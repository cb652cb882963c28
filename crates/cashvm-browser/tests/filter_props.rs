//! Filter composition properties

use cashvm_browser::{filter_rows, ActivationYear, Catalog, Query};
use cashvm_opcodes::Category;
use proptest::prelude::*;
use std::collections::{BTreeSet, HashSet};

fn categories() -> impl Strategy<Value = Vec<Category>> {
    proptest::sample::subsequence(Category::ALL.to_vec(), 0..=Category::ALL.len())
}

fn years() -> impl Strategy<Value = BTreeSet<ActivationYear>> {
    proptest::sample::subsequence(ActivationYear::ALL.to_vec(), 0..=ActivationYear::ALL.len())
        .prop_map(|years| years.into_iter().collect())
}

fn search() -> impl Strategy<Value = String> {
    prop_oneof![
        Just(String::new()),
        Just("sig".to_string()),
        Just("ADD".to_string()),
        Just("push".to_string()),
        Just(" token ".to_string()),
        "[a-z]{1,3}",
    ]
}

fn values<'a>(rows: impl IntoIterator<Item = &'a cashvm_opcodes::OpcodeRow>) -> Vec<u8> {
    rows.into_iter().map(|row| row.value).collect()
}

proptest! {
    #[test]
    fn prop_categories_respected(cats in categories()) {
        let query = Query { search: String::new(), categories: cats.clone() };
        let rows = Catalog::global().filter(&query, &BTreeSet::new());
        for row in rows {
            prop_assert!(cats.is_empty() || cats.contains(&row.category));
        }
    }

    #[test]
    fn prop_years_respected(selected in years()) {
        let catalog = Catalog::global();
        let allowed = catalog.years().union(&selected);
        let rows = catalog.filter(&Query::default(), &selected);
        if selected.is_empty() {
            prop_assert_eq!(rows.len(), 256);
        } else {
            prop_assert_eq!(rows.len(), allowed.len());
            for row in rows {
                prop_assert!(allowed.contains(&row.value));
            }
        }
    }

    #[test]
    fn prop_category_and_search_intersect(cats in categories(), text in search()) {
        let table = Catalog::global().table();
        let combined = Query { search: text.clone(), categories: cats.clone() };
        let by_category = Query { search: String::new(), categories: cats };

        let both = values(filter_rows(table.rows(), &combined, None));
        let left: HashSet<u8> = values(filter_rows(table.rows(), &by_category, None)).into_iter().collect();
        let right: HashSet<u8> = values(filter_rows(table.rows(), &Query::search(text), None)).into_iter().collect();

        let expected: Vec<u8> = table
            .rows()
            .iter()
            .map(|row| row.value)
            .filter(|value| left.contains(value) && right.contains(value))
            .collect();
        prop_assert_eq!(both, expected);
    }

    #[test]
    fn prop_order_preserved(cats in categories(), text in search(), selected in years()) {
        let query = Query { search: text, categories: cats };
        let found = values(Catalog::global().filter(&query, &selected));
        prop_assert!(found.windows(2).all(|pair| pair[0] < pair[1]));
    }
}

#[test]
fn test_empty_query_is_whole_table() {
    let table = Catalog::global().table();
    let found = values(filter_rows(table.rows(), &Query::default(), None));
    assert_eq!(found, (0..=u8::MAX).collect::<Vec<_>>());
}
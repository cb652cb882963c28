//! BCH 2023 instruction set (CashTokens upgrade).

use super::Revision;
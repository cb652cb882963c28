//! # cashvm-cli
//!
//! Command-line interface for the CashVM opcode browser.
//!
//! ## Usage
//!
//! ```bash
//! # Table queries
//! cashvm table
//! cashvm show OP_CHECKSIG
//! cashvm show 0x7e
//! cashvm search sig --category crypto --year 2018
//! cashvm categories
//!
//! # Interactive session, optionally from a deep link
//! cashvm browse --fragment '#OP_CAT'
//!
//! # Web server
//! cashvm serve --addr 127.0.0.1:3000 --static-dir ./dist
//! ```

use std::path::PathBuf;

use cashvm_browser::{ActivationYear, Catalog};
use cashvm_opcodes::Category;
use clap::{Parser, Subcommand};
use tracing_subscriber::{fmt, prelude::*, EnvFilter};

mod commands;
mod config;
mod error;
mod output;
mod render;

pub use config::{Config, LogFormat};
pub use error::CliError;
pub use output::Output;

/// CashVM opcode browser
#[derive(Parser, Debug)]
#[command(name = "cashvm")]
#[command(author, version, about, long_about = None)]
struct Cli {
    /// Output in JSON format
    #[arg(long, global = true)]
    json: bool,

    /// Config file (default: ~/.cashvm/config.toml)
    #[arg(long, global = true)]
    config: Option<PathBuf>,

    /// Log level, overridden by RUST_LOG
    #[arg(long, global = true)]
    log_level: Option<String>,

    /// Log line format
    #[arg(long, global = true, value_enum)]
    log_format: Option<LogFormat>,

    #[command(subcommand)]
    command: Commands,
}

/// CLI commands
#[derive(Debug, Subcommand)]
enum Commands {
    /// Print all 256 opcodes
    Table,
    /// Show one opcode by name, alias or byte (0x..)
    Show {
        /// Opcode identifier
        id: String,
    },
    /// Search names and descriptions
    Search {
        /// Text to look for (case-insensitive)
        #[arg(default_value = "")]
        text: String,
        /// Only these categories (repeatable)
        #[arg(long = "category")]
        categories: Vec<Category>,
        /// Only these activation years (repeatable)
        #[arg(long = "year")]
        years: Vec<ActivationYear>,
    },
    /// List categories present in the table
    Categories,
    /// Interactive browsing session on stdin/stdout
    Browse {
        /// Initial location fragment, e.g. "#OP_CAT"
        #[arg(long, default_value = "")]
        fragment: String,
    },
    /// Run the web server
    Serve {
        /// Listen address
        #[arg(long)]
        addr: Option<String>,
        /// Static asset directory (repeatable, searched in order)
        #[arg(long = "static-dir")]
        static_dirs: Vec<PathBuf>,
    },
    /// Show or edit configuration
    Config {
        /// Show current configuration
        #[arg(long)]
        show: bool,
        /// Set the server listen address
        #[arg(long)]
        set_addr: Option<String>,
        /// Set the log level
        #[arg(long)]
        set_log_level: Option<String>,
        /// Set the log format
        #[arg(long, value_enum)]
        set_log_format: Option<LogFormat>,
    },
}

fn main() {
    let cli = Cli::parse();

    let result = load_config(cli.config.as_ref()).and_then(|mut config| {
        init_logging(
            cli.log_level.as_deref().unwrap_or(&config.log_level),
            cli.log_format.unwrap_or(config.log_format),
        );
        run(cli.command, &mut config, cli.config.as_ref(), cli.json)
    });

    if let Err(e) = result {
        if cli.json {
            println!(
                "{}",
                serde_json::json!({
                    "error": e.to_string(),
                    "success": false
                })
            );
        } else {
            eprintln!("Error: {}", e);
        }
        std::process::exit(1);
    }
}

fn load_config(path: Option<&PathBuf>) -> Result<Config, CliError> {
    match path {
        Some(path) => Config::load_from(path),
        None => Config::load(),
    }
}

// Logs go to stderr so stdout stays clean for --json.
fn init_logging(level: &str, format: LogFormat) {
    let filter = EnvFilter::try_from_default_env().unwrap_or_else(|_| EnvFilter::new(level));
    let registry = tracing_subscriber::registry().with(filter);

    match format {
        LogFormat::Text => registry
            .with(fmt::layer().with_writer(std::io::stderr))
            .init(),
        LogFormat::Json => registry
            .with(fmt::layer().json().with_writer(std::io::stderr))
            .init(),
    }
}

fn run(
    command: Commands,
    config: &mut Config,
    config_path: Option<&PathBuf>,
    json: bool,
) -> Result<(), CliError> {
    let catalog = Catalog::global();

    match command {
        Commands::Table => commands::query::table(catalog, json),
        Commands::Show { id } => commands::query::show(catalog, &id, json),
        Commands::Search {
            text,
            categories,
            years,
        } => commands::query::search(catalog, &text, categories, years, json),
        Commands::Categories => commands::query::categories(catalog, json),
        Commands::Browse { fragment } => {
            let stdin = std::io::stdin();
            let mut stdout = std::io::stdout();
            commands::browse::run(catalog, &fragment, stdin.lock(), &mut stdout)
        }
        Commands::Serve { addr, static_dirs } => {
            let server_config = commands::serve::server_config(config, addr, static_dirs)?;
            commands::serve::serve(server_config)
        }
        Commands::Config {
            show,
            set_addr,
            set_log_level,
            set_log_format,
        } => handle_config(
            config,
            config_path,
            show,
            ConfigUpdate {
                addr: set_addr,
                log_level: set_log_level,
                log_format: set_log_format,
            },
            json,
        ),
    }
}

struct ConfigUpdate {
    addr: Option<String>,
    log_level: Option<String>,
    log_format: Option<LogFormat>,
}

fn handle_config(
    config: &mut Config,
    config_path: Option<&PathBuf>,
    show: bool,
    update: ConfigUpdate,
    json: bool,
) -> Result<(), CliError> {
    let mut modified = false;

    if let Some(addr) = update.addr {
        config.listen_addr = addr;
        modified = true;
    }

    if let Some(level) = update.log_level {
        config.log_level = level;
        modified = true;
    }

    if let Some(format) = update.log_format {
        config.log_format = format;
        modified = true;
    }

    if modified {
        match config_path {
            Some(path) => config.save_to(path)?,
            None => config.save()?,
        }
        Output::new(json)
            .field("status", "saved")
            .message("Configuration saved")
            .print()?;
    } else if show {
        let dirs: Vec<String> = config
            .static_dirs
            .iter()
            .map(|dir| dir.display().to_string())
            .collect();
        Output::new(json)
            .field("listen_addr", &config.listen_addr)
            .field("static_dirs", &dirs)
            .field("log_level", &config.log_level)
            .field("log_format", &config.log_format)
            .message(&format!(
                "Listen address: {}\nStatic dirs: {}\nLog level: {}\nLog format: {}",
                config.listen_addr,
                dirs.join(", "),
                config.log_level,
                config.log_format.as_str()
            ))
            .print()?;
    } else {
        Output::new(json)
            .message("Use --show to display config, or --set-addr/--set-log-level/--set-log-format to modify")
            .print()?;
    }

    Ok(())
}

---*---

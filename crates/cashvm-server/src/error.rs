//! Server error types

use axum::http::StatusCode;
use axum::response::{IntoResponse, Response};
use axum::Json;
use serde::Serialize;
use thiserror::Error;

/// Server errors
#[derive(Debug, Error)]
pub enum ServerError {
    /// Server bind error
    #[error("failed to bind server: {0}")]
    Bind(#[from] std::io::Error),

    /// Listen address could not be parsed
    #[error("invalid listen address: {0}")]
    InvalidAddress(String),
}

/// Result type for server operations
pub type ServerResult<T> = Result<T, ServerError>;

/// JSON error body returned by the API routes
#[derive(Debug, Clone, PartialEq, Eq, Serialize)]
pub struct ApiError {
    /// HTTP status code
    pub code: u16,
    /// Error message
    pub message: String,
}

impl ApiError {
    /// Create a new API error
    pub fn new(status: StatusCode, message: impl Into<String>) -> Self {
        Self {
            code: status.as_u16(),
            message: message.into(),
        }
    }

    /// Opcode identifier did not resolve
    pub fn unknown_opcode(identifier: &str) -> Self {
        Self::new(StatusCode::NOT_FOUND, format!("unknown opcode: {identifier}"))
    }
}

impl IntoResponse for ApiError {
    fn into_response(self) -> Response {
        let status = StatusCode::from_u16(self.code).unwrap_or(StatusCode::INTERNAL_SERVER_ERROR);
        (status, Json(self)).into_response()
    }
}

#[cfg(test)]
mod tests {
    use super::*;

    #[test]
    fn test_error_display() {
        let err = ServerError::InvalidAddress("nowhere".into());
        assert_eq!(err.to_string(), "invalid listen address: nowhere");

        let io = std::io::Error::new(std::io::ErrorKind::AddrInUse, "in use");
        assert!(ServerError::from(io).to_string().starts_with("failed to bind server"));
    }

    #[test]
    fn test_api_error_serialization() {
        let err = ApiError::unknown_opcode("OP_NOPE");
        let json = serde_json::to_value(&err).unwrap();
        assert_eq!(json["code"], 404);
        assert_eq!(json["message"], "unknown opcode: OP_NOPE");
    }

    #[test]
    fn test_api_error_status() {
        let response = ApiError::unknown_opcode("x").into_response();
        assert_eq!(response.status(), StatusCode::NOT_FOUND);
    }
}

---*---

**Exercise prompt:** How many lines in the entries hold the word "impl"? Only the number is wanted.

**Answer to this exercise:** 7